WORK ORDER
If a line of the entries below includes the word "first", it counts; state the total and nothing further.

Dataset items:
▬▬▬▬▬▬
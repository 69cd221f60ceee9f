//! End-to-end enforcement cycle with single-flight guarding

use std::path::{Path, PathBuf};
use std::sync::atomic::{AtomicBool, Ordering};
use std::sync::{Arc, Mutex, PoisonError};

use guard_content::{ConfigMerger, missing_tokens};
use guard_fs::{LockFile, LockGuard, PersistenceWriter, io};

use super::report::{
    ComplianceStatus, CyclePhase, CycleReport, FileCompliance, FileOutcome, FilePreview,
    FileReport, TriggerOutcome,
};
use crate::config::Settings;
use crate::error::Result;
use crate::lifecycle::{AppControl, ProcessLifecycle};
use crate::notifier::{Notifier, REPAIR_MESSAGE, REPAIR_TITLE};

/// Lock file, in the backup directory, held while a process runs cycles.
pub const CYCLE_LOCK_FILE: &str = ".syno-guard.lock";

/// Checks the target files and, when needed, repairs them around an
/// application restart.
///
/// Filter files are re-read from disk on every check and every write; no
/// parsed state survives between calls. At most one cycle runs at a time:
/// a trigger that arrives while one is active is folded into a single
/// follow-up check once it finishes. With a cycle lock configured, the same
/// holds across processes sharing the lock file.
pub struct EnforcementCoordinator {
    conf_dir: PathBuf,
    target_files: Vec<String>,
    merger: ConfigMerger,
    writer: PersistenceWriter,
    lifecycle: ProcessLifecycle,
    notifier: Option<Arc<dyn Notifier>>,
    cycle_lock: Option<LockFile>,
    phase: Mutex<CyclePhase>,
    in_flight: AtomicBool,
    recheck: AtomicBool,
}

impl EnforcementCoordinator {
    pub fn new(
        conf_dir: impl Into<PathBuf>,
        target_files: Vec<String>,
        merger: ConfigMerger,
        writer: PersistenceWriter,
        lifecycle: ProcessLifecycle,
    ) -> Self {
        Self {
            conf_dir: conf_dir.into(),
            target_files,
            merger,
            writer,
            lifecycle,
            notifier: None,
            cycle_lock: None,
            phase: Mutex::new(CyclePhase::Idle),
            in_flight: AtomicBool::new(false),
            recheck: AtomicBool::new(false),
        }
    }

    /// Assemble a coordinator from loaded settings.
    ///
    /// `notifier` is ignored when notifications are switched off.
    pub fn from_settings(
        settings: &Settings,
        conf_dir: impl Into<PathBuf>,
        control: Arc<dyn AppControl>,
        notifier: Option<Arc<dyn Notifier>>,
    ) -> Result<Self> {
        let merger = ConfigMerger::new(settings.rule_set()?);
        let backups = settings.backup_store()?;
        let cycle_lock = LockFile::new(backups.dir().join(CYCLE_LOCK_FILE));
        let writer = PersistenceWriter::new(backups);
        let lifecycle = ProcessLifecycle::new(
            control,
            settings.app.profile(),
            settings.timings.lifecycle(),
        );

        let coordinator = Self::new(
            conf_dir,
            settings.target_files.clone(),
            merger,
            writer,
            lifecycle,
        )
        .with_cycle_lock(cycle_lock);
        Ok(match notifier {
            Some(notifier) if settings.notifications => coordinator.with_notifier(notifier),
            _ => coordinator,
        })
    }

    /// Send a notification at the end of every cycle.
    pub fn with_notifier(mut self, notifier: Arc<dyn Notifier>) -> Self {
        self.notifier = Some(notifier);
        self
    }

    /// Share the single-cycle guarantee with other processes using `lock`.
    pub fn with_cycle_lock(mut self, lock: LockFile) -> Self {
        self.cycle_lock = Some(lock);
        self
    }

    pub fn conf_dir(&self) -> &Path {
        &self.conf_dir
    }

    pub fn target_files(&self) -> &[String] {
        &self.target_files
    }

    pub fn merger(&self) -> &ConfigMerger {
        &self.merger
    }

    pub fn writer(&self) -> &PersistenceWriter {
        &self.writer
    }

    /// Current cycle phase.
    pub fn phase(&self) -> CyclePhase {
        *self.phase.lock().unwrap_or_else(PoisonError::into_inner)
    }

    /// Whether a trigger is being handled right now.
    pub fn is_busy(&self) -> bool {
        self.in_flight.load(Ordering::Acquire)
    }

    /// Compliance of every target file, read fresh from disk.
    pub fn compliance(&self) -> Vec<FileCompliance> {
        self.target_files
            .iter()
            .map(|file| {
                let path = self.conf_dir.join(file);
                let status = match self.read_target(&path) {
                    Ok(Some(text)) => {
                        let missing: Vec<String> = missing_tokens(&text, self.merger.rules())
                            .into_iter()
                            .map(|t| t.to_string())
                            .collect();
                        if missing.is_empty() {
                            ComplianceStatus::Compliant
                        } else {
                            ComplianceStatus::NonCompliant { missing }
                        }
                    }
                    Ok(None) => ComplianceStatus::Missing,
                    Err(reason) => ComplianceStatus::Unreadable { reason },
                };
                FileCompliance {
                    file: file.clone(),
                    path,
                    status,
                }
            })
            .collect()
    }

    /// Whether any existing, readable target file lacks a rule token.
    pub fn needs_enforcement(&self) -> bool {
        self.compliance().iter().any(FileCompliance::needs_enforcement)
    }

    /// What the write phase would produce, without touching anything.
    pub fn preview(&self) -> Vec<FilePreview> {
        self.target_files
            .iter()
            .filter_map(|file| {
                let path = self.conf_dir.join(file);
                let original = self.read_target(&path).ok().flatten()?;
                let merge = self.merger.merge(&original);
                Some(FilePreview {
                    file: file.clone(),
                    path,
                    original,
                    merge,
                })
            })
            .collect()
    }

    /// Check compliance and run a cycle if needed.
    ///
    /// Returns [`TriggerOutcome::Queued`] immediately when another call in
    /// this process is already running; that call then performs one more
    /// check before returning. Also returns `Queued` when another process
    /// holds the cycle lock. The outcome reported is that of the first pass.
    pub async fn check_and_enforce(&self) -> TriggerOutcome {
        if self
            .in_flight
            .compare_exchange(false, true, Ordering::AcqRel, Ordering::Acquire)
            .is_err()
        {
            self.recheck.store(true, Ordering::Release);
            tracing::info!("Enforcement already in progress, re-check queued");
            return TriggerOutcome::Queued;
        }

        let first = self.locked_pass().await;

        loop {
            self.in_flight.store(false, Ordering::Release);

            // A trigger may have queued after the last pass drained the flag.
            if self.recheck.load(Ordering::Acquire)
                && self
                    .in_flight
                    .compare_exchange(false, true, Ordering::AcqRel, Ordering::Acquire)
                    .is_ok()
            {
                self.locked_pass().await;
                continue;
            }
            break;
        }

        first
    }

    /// One check plus every re-check queued meanwhile, under the cycle lock.
    ///
    /// The lock is released before the caller clears `in_flight`.
    async fn locked_pass(&self) -> TriggerOutcome {
        let _guard = match self.acquire_cycle_lock() {
            Ok(guard) => guard,
            Err(outcome) => return outcome,
        };

        let first = self.check_once().await;
        while self.recheck.swap(false, Ordering::AcqRel) {
            tracing::info!("Running queued re-check");
            self.check_once().await;
        }
        first
    }

    /// `Err(Queued)` when another process holds the lock.
    ///
    /// A lock that cannot be created or taken for any other reason is
    /// logged and enforcement goes ahead unguarded.
    fn acquire_cycle_lock(&self) -> std::result::Result<Option<LockGuard>, TriggerOutcome> {
        let Some(lock) = &self.cycle_lock else {
            return Ok(None);
        };
        match lock.try_acquire() {
            Ok(Some(guard)) => Ok(Some(guard)),
            Ok(None) => {
                tracing::info!(
                    lock = %lock.path().display(),
                    "Another process is enforcing, skipping this check"
                );
                self.recheck.store(false, Ordering::Release);
                Err(TriggerOutcome::Queued)
            }
            Err(e) => {
                tracing::warn!("Cycle lock unavailable, continuing without it: {}", e);
                Ok(None)
            }
        }
    }

    async fn check_once(&self) -> TriggerOutcome {
        tracing::info!("Checking rules");
        if self.needs_enforcement() {
            tracing::info!("Rules missing, initiating enforcement cycle");
            TriggerOutcome::Enforced(Box::new(self.run_cycle().await))
        } else {
            tracing::info!("Rules present, no action needed");
            TriggerOutcome::Compliant
        }
    }

    /// Stop the application, repair every target file, restart it, notify.
    ///
    /// Always runs to the end; timeouts and failures are recorded in the
    /// report. Callers outside [`check_and_enforce`] must ensure no other
    /// cycle is running.
    ///
    /// [`check_and_enforce`]: Self::check_and_enforce
    pub async fn run_cycle(&self) -> CycleReport {
        self.set_phase(CyclePhase::Stopping);
        let stop = self.lifecycle.stop().await;

        self.set_phase(CyclePhase::AwaitingExit);
        let exit = self.lifecycle.await_exit().await;

        self.set_phase(CyclePhase::Settling);
        self.lifecycle.settle().await;

        self.set_phase(CyclePhase::Writing);
        let files = self.enforce_files();
        if files.iter().any(|f| matches!(f.outcome, FileOutcome::Updated(_))) {
            tracing::info!("Configuration updated");
        } else {
            tracing::info!("Configuration already correct (or write failed)");
        }

        self.set_phase(CyclePhase::Starting);
        let launch_error = self.lifecycle.start().await.err().map(|e| e.to_string());

        self.set_phase(CyclePhase::AwaitingStart);
        let start = self.lifecycle.await_start().await;

        self.set_phase(CyclePhase::Notifying);
        let notified = match &self.notifier {
            Some(notifier) => {
                notifier.send(REPAIR_TITLE, REPAIR_MESSAGE).await;
                true
            }
            None => false,
        };

        self.set_phase(CyclePhase::Idle);
        tracing::info!("Resuming configuration monitoring");

        CycleReport {
            stop,
            exit,
            files,
            launch_error,
            start,
            notified,
        }
    }

    /// Merge and persist every target file independently.
    pub fn enforce_files(&self) -> Vec<FileReport> {
        self.target_files
            .iter()
            .map(|file| {
                let path = self.conf_dir.join(file);
                let outcome = self.enforce_file(&path);
                FileReport {
                    file: file.clone(),
                    path,
                    outcome,
                }
            })
            .collect()
    }

    fn enforce_file(&self, path: &Path) -> FileOutcome {
        let original = match self.read_target(path) {
            Ok(Some(text)) => text,
            Ok(None) => return FileOutcome::Missing,
            Err(reason) => return FileOutcome::ReadFailed { reason },
        };

        let merge = self.merger.merge(&original);
        if !merge.changed {
            tracing::debug!(path = %path.display(), "Already compliant");
            return FileOutcome::Unchanged;
        }

        tracing::info!(
            path = %path.display(),
            created = ?merge.created,
            updated = ?merge.updated,
            "Repairing filter file"
        );
        match self.writer.write(path, &merge.text) {
            Ok(method) => FileOutcome::Updated(method),
            Err(e) => FileOutcome::WriteFailed {
                reason: e.to_string(),
            },
        }
    }

    /// `Ok(None)` when the file is absent, `Err` with a reason when unreadable.
    fn read_target(&self, path: &Path) -> std::result::Result<Option<String>, String> {
        if !path.exists() {
            tracing::info!(path = %path.display(), "File not found, skipping");
            return Ok(None);
        }
        io::read_text(path).map(Some).map_err(|e| {
            tracing::warn!(path = %path.display(), "Error reading file: {}", e);
            e.to_string()
        })
    }

    fn set_phase(&self, phase: CyclePhase) {
        tracing::debug!(%phase, "Cycle phase");
        *self.phase.lock().unwrap_or_else(PoisonError::into_inner) = phase;
    }
}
▬▬▬▬▬▬
EXERCISE RESPONSE
5